Further Information on Methods
RJMCMC procedure
RJMCMC was run using the BayesTraits (BT; [6,7]) package for analyzing trait evolution. BT
has multiple modules, the relevant one of which is Multistate, which can be run with ML or
MCMC analysis. Multistate is used for analyzing traits that take multiple discrete states, as is the
case for numeral extent data (which take states 2:8+).
4
BT allows freedom for selecting a variety of settings for the MCMC simulations. For both
numeral extent and opacity analyses, we set the number of MCMC iterations to 101,000,000,
throwing out the first 1,000,000 iterations as burn-in, to allow the Markov Chain to stabilize
from a typically non-ideal starting point, and sampling every 1,000 values to minimize
autocorrelation. BT by default auto-adjusts the MCMC runs so that it has an acceptance rate of
around 30%; given that 20-40% is a typical suggested acceptance rate, we kept this default
parameter unmodified.
Entropy-sorting and -weighting allow easier simultaneous visualization of the breadth of
reconstructions given by RJMCMC. To produce the entropy plots, we sorted the 100,000
reconstructions by their entropies. An entropy histogram is then constructed.
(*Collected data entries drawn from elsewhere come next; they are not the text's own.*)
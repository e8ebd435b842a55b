//! REST-Handler, gruppiert nach Principal-Art

pub mod admin;
pub mod auth;
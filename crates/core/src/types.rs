//! Gemeinsame Aufzaehlungstypen fuer Shopwerk
//!
//! Principal-Art und Administrator-Rolle werden sowohl in der Datenbank
//! (als Text) als auch im Token (als JSON-String) abgelegt. Die
//! String-Darstellung ist deshalb fest und darf nicht geaendert werden.

use serde::{Deserialize, Serialize};

/// Art eines Principals
///
/// Kunden und Administratoren haben getrennte E-Mail-Namensraeume und
/// getrennte Tabellen.
#[derive(Debug, Clone, Copy, PartialEq, Eq, Hash, Serialize, Deserialize)]
pub enum PrincipalArt {
    /// Endkunde des Shops
    #[serde(rename = "user")]
    Kunde,
    /// Mitarbeiter mit Verwaltungsrechten
    #[serde(rename = "admin")]
    Administrator,
}

impl PrincipalArt {
    pub fn als_str(&self) -> &'static str {
        match self {
            Self::Kunde => "user",
            Self::Administrator => "admin",
        }
    }
}

impl std::fmt::Display for PrincipalArt {
    fn fmt(&self, f: &mut std::fmt::Formatter<'_>) -> std::fmt::Result {
        f.write_str(self.als_str())
    }
}

impl std::str::FromStr for PrincipalArt {
    type Err = String;
    fn from_str(s: &str) -> Result<Self, Self::Err> {
        match s {
            "user" => Ok(Self::Kunde),
            "admin" => Ok(Self::Administrator),
            other => Err(format!("Unbekannte Principal-Art: {other}")),
        }
    }
}

/// Rolle eines Administrators
#[derive(Debug, Clone, Copy, PartialEq, Eq, Hash, Default, Serialize, Deserialize)]
#[serde(rename_all = "snake_case")]
pub enum AdminRolle {
    /// Standard-Rolle neuer Administratoren
    #[default]
    Admin,
    /// Erweiterte Rolle, Obermenge von `Admin`
    SuperAdmin,
}

impl AdminRolle {
    pub fn als_str(&self) -> &'static str {
        match self {
            Self::Admin => "admin",
            Self::SuperAdmin => "super_admin",
        }
    }
}

impl std::fmt::Display for AdminRolle {
    fn fmt(&self, f: &mut std::fmt::Formatter<'_>) -> std::fmt::Result {
        f.write_str(self.als_str())
    }
}

impl std::str::FromStr for AdminRolle {
    type Err = String;
    fn from_str(s: &str) -> Result<Self, Self::Err> {
        match s {
            "admin" => Ok(Self::Admin),
            "super_admin" => Ok(Self::SuperAdmin),
            other => Err(format!("Unbekannte Administrator-Rolle: {other}")),
        }
    }
}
Estimates of the
entropy density were given by spline interpolation of histograms. In principle we could have
used kernel density estimation to smooth the histogram, but we found that this procedure was
sufficient for our largely monomodal densities. From the sorted list of reconstructions, adjacent
100 reconstructions were averaged (for a total of 1,000 displayed reconstructions) to give the
plots a smoother appearance and to mitigate display artifacts resulting from limited screen
resolution. The reconstructions were weighted based on their entropy density value. An
alternative approach would be to plot the multinomial distribution of standard deviation for each
rate across the chain. We use the Shannon-Weiner approach because in the case of the multinomial
distribution, we would obtain multiple numbers characterizing one reconstruction, making it unclear how
the reconstructions should be sorted. Entropy gives one number and is an explicit measure for uncertainty.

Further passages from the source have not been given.